The Dirtiest Diaper: Yoshi's Island DS (Nintendo, Artoon, Nintendo DS, 2006)

I have a confession: I never thought Yoshi's Island was that great. It's lovely and colorful, but those levels are too long and that crying baby... Who came up with that? WHO LOVES CRYING BABIES? It's the worst noise in any game ever.
Back to Yoshi's Island DS. Once upon a time, I thought I liked this game, like a lot. I know there were some bad reviews, and a lot of people claimed it was bad, but I'd played a little bit of it, and I thought it was alright. I should've believed the people who said it was bad.

The first world of Yoshi's Island DS isn't bad at all. The levels are actually fun to traverse, the boss fights are well designed, and the weird non-Yoshi characters are at a minimum.
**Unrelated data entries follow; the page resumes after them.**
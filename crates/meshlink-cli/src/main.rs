//! meshlink - run a mesh node over Bluetooth LE and the local network

use clap::Parser;
use tracing::info;
use tracing_subscriber::EnvFilter;

use meshlink_cli::{
    cli::{Cli, Commands},
    commands,
    config::NodeConfig,
    error::Result,
};

#[tokio::main]
async fn main() -> Result<()> {
    let cli = Cli::parse();
    setup_logging(cli.verbose);

    match &cli.command {
        Commands::Config => commands::print_config(),
        Commands::Run(_) => {
            let config = NodeConfig::load(cli.config.as_deref(), &cli.overrides())?;
            info!("Starting meshlink node");
            commands::run(config).await?;
            info!("meshlink exited successfully");
            Ok(())
        }
    }
}

/// RUST_LOG wins over the verbosity flag
fn setup_logging(verbose: bool) {
    let default_level = if verbose { "debug" } else { "info" };
    let filter =
        EnvFilter::try_from_default_env().unwrap_or_else(|_| EnvFilter::new(default_level));

    tracing_subscriber::fmt()
        .with_env_filter(filter)
        .with_target(false)
        .with_thread_ids(false)
        .with_file(false)
        .with_line_number(false)
        .init();
}
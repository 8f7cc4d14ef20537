//! Peripheral role on top of BlueZ: L2CAP listener, GATT handshake service
//! and advertising

use std::sync::{Arc, Mutex, MutexGuard, PoisonError};

use async_trait::async_trait;
use bluer::adv::{Advertisement, AdvertisementHandle, Type as AdvertisementType};
use bluer::gatt::local::{
    Application, ApplicationHandle, Characteristic, CharacteristicRead, CharacteristicReadRequest,
    Service,
};
use bluer::l2cap::{SocketAddr, StreamListener};
use bluer::{Adapter, AddressType, Session};
use meshlink_core::DeviceUuid;
use tokio::sync::mpsc;
use tokio::task::JoinHandle;
use tracing::{debug, info, warn};

use crate::error::{BleError, Result};
use crate::platform::{BleChannel, BlePeripheralManager, PeripheralEvent, RadioState};
use crate::protocol::{HANDSHAKE_CHARACTERISTIC_UUID, MESH_SERVICE_UUID};

const LOCAL_NAME: &str = "meshlink";

#[derive(Default)]
struct Handles {
    application: Option<ApplicationHandle>,
    advertisement: Option<AdvertisementHandle>,
    listener: Option<JoinHandle<()>>,
}

struct Inner {
    adapter: Adapter,
    events: mpsc::UnboundedSender<PeripheralEvent>,
    handles: Mutex<Handles>,
}

impl Inner {
    fn handles(&self) -> MutexGuard<'_, Handles> {
        self.handles.lock().unwrap_or_else(PoisonError::into_inner)
    }

    fn send(&self, event: PeripheralEvent) {
        if self.events.send(event).is_err() {
            debug!("Peripheral event channel closed");
        }
    }

    async fn listen(self: Arc<Self>) {
        let bound = async {
            let address = self.adapter.address().await?;
            let listener =
                StreamListener::bind(SocketAddr::new(address, AddressType::LePublic, 0)).await?;
            let psm = listener.as_ref().local_addr()?.psm;
            Ok::<_, BleError>((listener, psm))
        };

        let listener = match bound.await {
            Ok((listener, psm)) => {
                self.send(PeripheralEvent::ChannelPublished(Ok(psm)));
                listener
            }
            Err(e) => {
                self.send(PeripheralEvent::ChannelPublished(Err(BleError::PublishFailed(
                    e.to_string(),
                ))));
                return;
            }
        };

        loop {
            match listener.accept().await {
                Ok((stream, remote)) => {
                    let device = DeviceUuid::new(remote.addr.to_string());
                    debug!("Accepted L2CAP channel from {}", device);
                    self.send(PeripheralEvent::InboundChannel {
                        device: device.clone(),
                        result: Ok(BleChannel::new(device, stream)),
                    });
                }
                Err(e) => {
                    warn!("L2CAP accept failed: {}", e);
                    break;
                }
            }
        }
    }
}

/// BlueZ peripheral manager
pub struct BluezPeripheral {
    _session: Session,
    inner: Arc<Inner>,
}

impl BluezPeripheral {
    pub async fn start(events: mpsc::UnboundedSender<PeripheralEvent>) -> Result<Arc<Self>> {
        let session = Session::new().await?;
        let adapter = session.default_adapter().await?;
        if !adapter.is_powered().await.unwrap_or(false) {
            adapter
                .set_powered(true)
                .await
                .map_err(|e| BleError::AdvertisingFailed(e.to_string()))?;
        }
        info!("BlueZ peripheral adapter {} initialized", adapter.name());

        Ok(Arc::new(Self {
            _session: session,
            inner: Arc::new(Inner {
                adapter,
                events,
                handles: Mutex::new(Handles::default()),
            }),
        }))
    }
}

#[async_trait]
impl BlePeripheralManager for BluezPeripheral {
    fn radio_state(&self) -> RadioState {
        // the adapter is powered on during start
        RadioState::PoweredOn
    }

    fn publish_channel(&self) {
        let task = tokio::spawn(self.inner.clone().listen());
        if let Some(old) = self.inner.handles().listener.replace(task) {
            old.abort();
        }
    }

    fn set_service(&self, handshake: Vec<u8>) {
        let inner = self.inner.clone();
        tokio::spawn(async move {
            // drop the previous registration before serving the new value
            inner.handles().application.take();

            let read = CharacteristicRead {
                read: true,
                fun: Box::new(move |_req: CharacteristicReadRequest| {
                    let value = handshake.clone();
                    Box::pin(async move { Ok(value) })
                }),
                ..Default::default()
            };
            let application = Application {
                services: vec![Service {
                    uuid: MESH_SERVICE_UUID,
                    primary: true,
                    characteristics: vec![Characteristic {
                        uuid: HANDSHAKE_CHARACTERISTIC_UUID,
                        read: Some(read),
                        ..Default::default()
                    }],
                    ..Default::default()
                }],
                ..Default::default()
            };

            let result = match inner.adapter.serve_gatt_application(application).await {
                Ok(handle) => {
                    inner.handles().application = Some(handle);
                    Ok(())
                }
                Err(e) => Err(BleError::ServiceFailed(e.to_string())),
            };
            inner.send(PeripheralEvent::ServiceAdded(result));
        });
    }

    async fn start_advertising(&self) -> Result<()> {
        let advertisement = Advertisement {
            advertisement_type: AdvertisementType::Peripheral,
            service_uuids: vec![MESH_SERVICE_UUID].into_iter().collect(),
            discoverable: Some(true),
            local_name: Some(LOCAL_NAME.to_string()),
            ..Default::default()
        };
        let handle = self
            .inner
            .adapter
            .advertise(advertisement)
            .await
            .map_err(|e| BleError::AdvertisingFailed(e.to_string()))?;
        self.inner.handles().advertisement = Some(handle);
        info!("Advertising mesh service");
        Ok(())
    }

    async fn stop_advertising(&self) -> Result<()> {
        if self.inner.handles().advertisement.take().is_some() {
            debug!("Stopped advertising");
        }
        Ok(())
    }

    async fn remove_all_services(&self) -> Result<()> {
        let mut handles = self.inner.handles();
        handles.application.take();
        if let Some(listener) = handles.listener.take() {
            listener.abort();
        }
        Ok(())
    }
}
It makes me suspect that parts of this game were developed by one of Nintendo's in-house studios before it was handed off to Artoon. After that first world, the game goes from "good" to "okaaay", and on a steady decline until around the third or fourth stage it's "I'm only playing this so I can reassure myself it's as awful as I think it is."
And it is. The levels have the boring aimless feel of a lot of C-tier Super NES platformers. Most of them are meandering misery and they never seem to end. At some points, the game requires you to switch characters. There might be a vine which only Bonkey Kong (it's Bonkey Kong, we checked) can climb, or maybe a gust of wind only Peach can ride, or maybe a thing that only Mario can outrun. This could've been a cool element, but it's handled clumsily, requiring the player to find a sign and guess which baby will be appropriate for the upcoming section. Some of the levels have different paths for different babies, but by that point I didn't care. I really just wanted to get it over with. To add to the annoyance, any difficulty comes from obnoxiously placed enemies and the tendency for the babies to get stuck behind a platform that you'll never free them from. The best way to stop the AWFUL ENDLESS CRYING is to have Yoshi butt stomp into a bottomless pit. Half of the levels are just that, bottomless pits with some boring floating platforms. Occasionally you think something's down that hole, because it goes on way too far for there not to be a secret. NO. NOTHING'S DOWN THERE EXCEPT YOUR OWN SADNESS. Ugh. I'll give it a little more credit than a fan game, but the terrible level design and a few out of place enemies that look like amateur designs from another 3rd rate GBA developer make it feel like a fan game that's competently made, but only for a quick buck. I'd be much more forgiving if it was actually a terrible fan game, because then it would be someone working hard out of their own love for something rather than a sad game made for a quick buck. Tose isn't (wasn't?) the greatest game studio ever, but after playing through Yoshi's Island DS and few Tose games, including Super Princess Peach, I have a little more respect for them. For a company whose goal is not to have a vision, Tose is adequately creative, and at least they seem to know what they're doing. Artoon ,on the other hand, just stumbled through the goalposts, not really caring as long as they made it to the end.

I hate Yoshi's Island DS more than I've ever hated a game in my life. I hate that I bought it once, I hate that I bought it again after selling it long ago, I hate that I wasted any amount of time with this horrible, joyless game. There are a handful of surprisingly clever boss fights, A HANDFUL, but that doesn't help when the rest of the game stinks like a baby who needs a change. I've changed a diaper or two, and it's more satisfying than anything in this game, because at least the baby won't get stuck in a corner where your only hope of reprieve from the constant "WAH WAH WAH" is jumping into a canyon. This game isn't just a dirty diaper, it's a dumpster full of dirty diapers on the hottest day. There are some bonus levels if you get all the stupid collectibles in every level, but it would be much less painful sticking a paper clip into an electrical socket, or smashing your face into a mirror.